One-week challenge: dairy

One-week challenge: dairy

Because I believe that there is no one diet, fitness regimen, daily routine, or productivity program that suits everyone, I would like to begin conducting one-week challenges (alternating elimination or inclusion of a specific food item/group). Experimenting through trial and error is a great way to figure out what may or may not work for a person and, while there has been a lot of hullaballoo about dairy products—from causing lactose intolerance to acne to cancer—not all reports and studies pertain to every person on the planet; therefore, I invite you to join me (yes, I will be including myself in these challenges) for one week, from Thursday, 12/5/13 – Wednesday, 12/11/13, to find out how we react to eliminating dairy from our diet. As a thank you, anyone who participates in this challenge will be entered into a random drawing to win a FREE one-hour nutrition consultation with me ($125 US value).

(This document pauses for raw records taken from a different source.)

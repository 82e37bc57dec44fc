use iced::{Point, Rectangle, Size};
use recall_ui_menu::{MenuPosition, menu_bounds, menu_height_for_items};

use crate::components::primitive::menu_item::MENU_ITEM_HEIGHT;
use crate::store::{Session, SessionId, SessionListView};

pub(crate) const PANEL_WIDTH_NARROW: f32 = 280.0;
pub(crate) const PANEL_WIDTH_WIDE: f32 = 320.0;
pub(crate) const HEADER_HEIGHT: f32 = 64.0;
pub(crate) const SEPARATOR_HEIGHT: f32 = 1.0;
pub(crate) const LIST_PADDING: f32 = 16.0;
pub(crate) const LIST_GUTTER: f32 = 8.0;
pub(crate) const ROW_HEIGHT: f32 = 56.0;
pub(crate) const ROW_SPACING: f32 = 8.0;
pub(crate) const ROW_PADDING_X: f32 = 16.0;
pub(crate) const TRIGGER_SIZE: f32 = 24.0;
pub(crate) const NOTICE_HEIGHT: f32 = 56.0;
pub(crate) const MENU_WIDTH: f32 = 96.0;
pub(crate) const MENU_PADDING: f32 = 4.0;
pub(crate) const MENU_ITEM_COUNT: usize = 1;

/// Body of the session list, exactly one of which renders at a time.
#[derive(Debug, Clone, Copy, PartialEq)]
pub(crate) enum ListBody<'a> {
    Busy,
    Error(&'a str),
    Empty,
    Rows(&'a [Session]),
}

impl<'a> ListBody<'a> {
    /// Select the body for a store projection.
    ///
    /// Priority: loading, then error, then empty, then rows.
    pub(crate) fn from_view(view: SessionListView<'a>) -> Self {
        if view.fetch_loading {
            return ListBody::Busy;
        }
        if let Some(message) = view.fetch_error {
            return ListBody::Error(message);
        }
        if view.sessions.is_empty() {
            return ListBody::Empty;
        }
        ListBody::Rows(view.sessions)
    }

    /// Sessions that have rows on screen.
    pub(crate) fn rows(&self) -> &'a [Session] {
        match self {
            ListBody::Rows(sessions) => sessions,
            _ => &[],
        }
    }
}

/// Fixed geometry of the panel for a given window.
///
/// Mirrors the sizes used by the view so trigger bounds can be derived
/// without querying the renderer.
#[derive(Debug, Clone, Copy, PartialEq)]
pub(crate) struct PanelGeometry {
    panel_width: f32,
    window_size: Size,
}

impl PanelGeometry {
    pub(crate) fn new(window_size: Size, wide_layout: bool) -> Self {
        let panel_width = if wide_layout {
            PANEL_WIDTH_WIDE
        } else {
            PANEL_WIDTH_NARROW
        };
        Self {
            panel_width,
            window_size,
        }
    }

    pub(crate) fn panel_width(&self) -> f32 {
        self.panel_width
    }

    /// Region covered by the panel landmark.
    pub(crate) fn panel_region(&self) -> Rectangle {
        Rectangle::new(
            Point::ORIGIN,
            Size::new(self.panel_width, self.window_size.height),
        )
    }

    fn list_top(&self) -> f32 {
        HEADER_HEIGHT + SEPARATOR_HEIGHT + LIST_PADDING
    }

    /// Visible part of the scrollable list.
    pub(crate) fn list_viewport(&self, has_notice: bool) -> Rectangle {
        let notice = if has_notice { NOTICE_HEIGHT } else { 0.0 };
        let height =
            (self.window_size.height - self.list_top() - LIST_PADDING - notice)
                .max(0.0);
        Rectangle::new(
            Point::new(LIST_PADDING, self.list_top()),
            Size::new((self.panel_width - 2.0 * LIST_PADDING).max(0.0), height),
        )
    }

    /// Largest offset the list scrolls to when it holds `row_count` rows.
    ///
    /// The scrollable clamps its own offset the same way and reports
    /// nothing once the content fits, so callers clamp their copy here.
    pub(crate) fn max_scroll_offset(
        &self,
        row_count: usize,
        has_notice: bool,
    ) -> f32 {
        let viewport = self.list_viewport(has_notice);
        (list_content_height(row_count) - viewport.height).max(0.0)
    }

    /// Bounds of the row at `index` after scrolling by `scroll_offset`.
    pub(crate) fn row_bounds(
        &self,
        index: usize,
        scroll_offset: f32,
    ) -> Rectangle {
        let y = self.list_top() + index as f32 * (ROW_HEIGHT + ROW_SPACING)
            - scroll_offset;
        let width =
            (self.panel_width - 2.0 * LIST_PADDING - LIST_GUTTER).max(0.0);
        Rectangle::new(
            Point::new(LIST_PADDING, y),
            Size::new(width, ROW_HEIGHT),
        )
    }

    /// Bounds of the menu trigger inside the row at `index`.
    pub(crate) fn trigger_bounds(
        &self,
        index: usize,
        scroll_offset: f32,
    ) -> Rectangle {
        let row = self.row_bounds(index, scroll_offset);
        Rectangle::new(
            Point::new(
                row.x + row.width - ROW_PADDING_X - TRIGGER_SIZE,
                row.y + (ROW_HEIGHT - TRIGGER_SIZE) / 2.0,
            ),
            Size::new(TRIGGER_SIZE, TRIGGER_SIZE),
        )
    }
}

/// Height of the row column holding `row_count` rows.
fn list_content_height(row_count: usize) -> f32 {
    match row_count {
        0 => 0.0,
        n => n as f32 * ROW_HEIGHT + (n - 1) as f32 * ROW_SPACING,
    }
}

/// Size of the floating session menu.
pub(crate) fn menu_size() -> Size {
    Size::new(
        MENU_WIDTH,
        menu_height_for_items(
            MENU_ITEM_COUNT,
            MENU_ITEM_HEIGHT,
            2.0 * MENU_PADDING,
        ),
    )
}

/// Region covered by a menu placed at `position`.
pub(crate) fn menu_region(position: MenuPosition) -> Rectangle {
    menu_bounds(position, menu_size())
}

/// Open menu snapshot handed to the overlay view.
#[derive(Debug, Clone, PartialEq)]
pub(crate) struct OpenMenu {
    pub(crate) session_id: SessionId,
    pub(crate) position: MenuPosition,
}

/// Read-only snapshot of panel-owned state for rendering.
#[derive(Debug, Clone)]
pub(crate) struct SessionPanelViewModel<'a> {
    pub(crate) open_menu_id: Option<&'a SessionId>,
    pub(crate) notice: Option<&'a str>,
}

According to the USDA, dairy is defined as “fluid milk products and foods made from milk that retain their calcium,” which means that cream cheese, cream, and butter are not included in the dairy group, but calcium-fortified soymilk is. For this challenge, however, I would like to include all products that are made from animal’s milk, meaning that we would eliminate fluid milk, cheese, yogurt, butter, etc., but can keep soymilk in our diets for the week.

What you need to know: fluid milk products contain carbohydrates (lactose, a milk sugar), protein (casein and whey), fat (saturated, monounsaturated, and polyunsaturated, and cholesterol), vitamins A, D, and B2 (riboflavin), and the minerals calcium, phosphorous, potassium, magnesium, sodium chloride, and sulfur. Many fermented milk foods like cheese and yogurt contain less vitamins and carbs than their fluid counterparts since most are lost in production, but they still contain protein, fat (mostly saturated and cholesterol unless you choose a low-fat or non-fat version), and the minerals calcium, phosphorous, zinc, and sodium.

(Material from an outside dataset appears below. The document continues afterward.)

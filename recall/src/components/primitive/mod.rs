pub(crate) mod icon_button;
pub(crate) mod menu_item;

What you need to substitute: to be sure you’re replacing the beneficial nutrients you’d normally be getting in dairy, I suggest you consider the below as viable options.

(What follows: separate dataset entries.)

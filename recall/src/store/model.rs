use std::fmt;

use chrono::{DateTime, Local, Utc};
use serde::{Deserialize, Serialize};

pub(crate) const SESSION_FILE_VERSION: u32 = 1;

/// Opaque, stable identifier of a query session.
#[derive(Debug, Clone, PartialEq, Eq, Hash, Serialize, Deserialize)]
#[serde(transparent)]
pub(crate) struct SessionId(String);

impl SessionId {
    #[cfg(test)]
    pub(crate) fn as_str(&self) -> &str {
        &self.0
    }
}

impl From<&str> for SessionId {
    fn from(value: &str) -> Self {
        Self(value.to_string())
    }
}

impl From<String> for SessionId {
    fn from(value: String) -> Self {
        Self(value)
    }
}

impl fmt::Display for SessionId {
    fn fmt(&self, f: &mut fmt::Formatter<'_>) -> fmt::Result {
        f.write_str(&self.0)
    }
}

/// Persisted record of a past query interaction.
#[derive(Debug, Clone, PartialEq, Serialize, Deserialize)]
pub(crate) struct Session {
    #[serde(alias = "_id")]
    id: SessionId,
    title: String,
    #[serde(alias = "createdAt")]
    created_at: DateTime<Utc>,
}

impl Session {
    #[cfg(test)]
    pub(crate) fn new(
        id: SessionId,
        title: String,
        created_at: DateTime<Utc>,
    ) -> Self {
        Self {
            id,
            title,
            created_at,
        }
    }

    pub(crate) fn id(&self) -> &SessionId {
        &self.id
    }

    pub(crate) fn title(&self) -> &str {
        &self.title
    }

    /// Creation date in the local time zone, e.g. `3/14/2024`.
    pub(crate) fn created_date_label(&self) -> String {
        format_date(self.created_at.with_timezone(&Local))
    }
}

fn format_date<Tz>(date: DateTime<Tz>) -> String
where
    Tz: chrono::TimeZone,
    Tz::Offset: fmt::Display,
{
    date.format("%-m/%-d/%Y").to_string()
}

/// On-disk session collection.
#[derive(Debug, Clone, Serialize, Deserialize)]
pub(crate) struct SessionFile {
    pub(crate) version: u32,
    #[serde(default)]
    pub(crate) sessions: Vec<Session>,
}

impl Default for SessionFile {
    fn default() -> Self {
        Self {
            version: SESSION_FILE_VERSION,
            sessions: Vec::new(),
        }
    }
}

#[cfg(test)]
mod tests {
    use chrono::{DateTime, Utc};

    use super::{Session, SessionId, format_date};

    #[test]
    fn given_web_backend_payload_when_deserialized_then_aliases_are_accepted()
    {
        let json = serde_json::json!({
            "_id": "65f1c0ffee",
            "title": "Quarterly revenue by region",
            "createdAt": "2024-03-14T09:30:00Z"
        });

        let session: Session =
            serde_json::from_value(json).expect("should deserialize");

        assert_eq!(session.id(), &SessionId::from("65f1c0ffee"));
        assert_eq!(session.title(), "Quarterly revenue by region");
        assert_eq!(session.created_at.timestamp(), 1_710_408_600);
    }

    #[test]
    fn given_utc_date_when_formatted_then_uses_month_day_year() {
        let date: DateTime<Utc> = "2024-03-04T23:00:00Z"
            .parse()
            .expect("date should parse");

        assert_eq!(format_date(date), "3/4/2024");
    }

    #[test]
    fn given_session_id_when_displayed_then_raw_value_is_printed() {
        let id = SessionId::from(String::from("abc"));
        assert_eq!(id.to_string(), "abc");
        assert_eq!(id.as_str(), "abc");
    }
}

  • vitamin A – sweet potato, carrots, spinach, kale, collard greens
  • vitamin B2 – whole grain Total cereal, oatmeal, eggs, mushrooms
  • vitamin D – salmon, sardines, or go play outside for 20 minutes every other day
  • calcium – collard greens, sardines, kale, salmon, eggs, and calcium-fortified foods such as orange juice and tofu (note: spinach, while high in calcium, has a low bioavailability/absorption rate due to the naturally occurring oxalates found in it, so you wouldn’t be getting quite the calcium bang for your buck on this one)
  • magnesium – halibut, spinach, black beans

Should you choose to take part in this challenge, please e-mail me or submit a note in the comments below by 8pm ET on Wednesday, 12/4/13. I will ask you to take a starting weight (which you will not share publicly) and keep a daily log of your progress including any issues that arise or seem to lessen. You may document your progress in the comments here daily, if you wish, though, at the end of the challenge, I will send you an anonymous survey to complete and then post the results on this blog.

Thanks in advance to those of you interested in participating. I look forward to seeing what this challenge holds for us!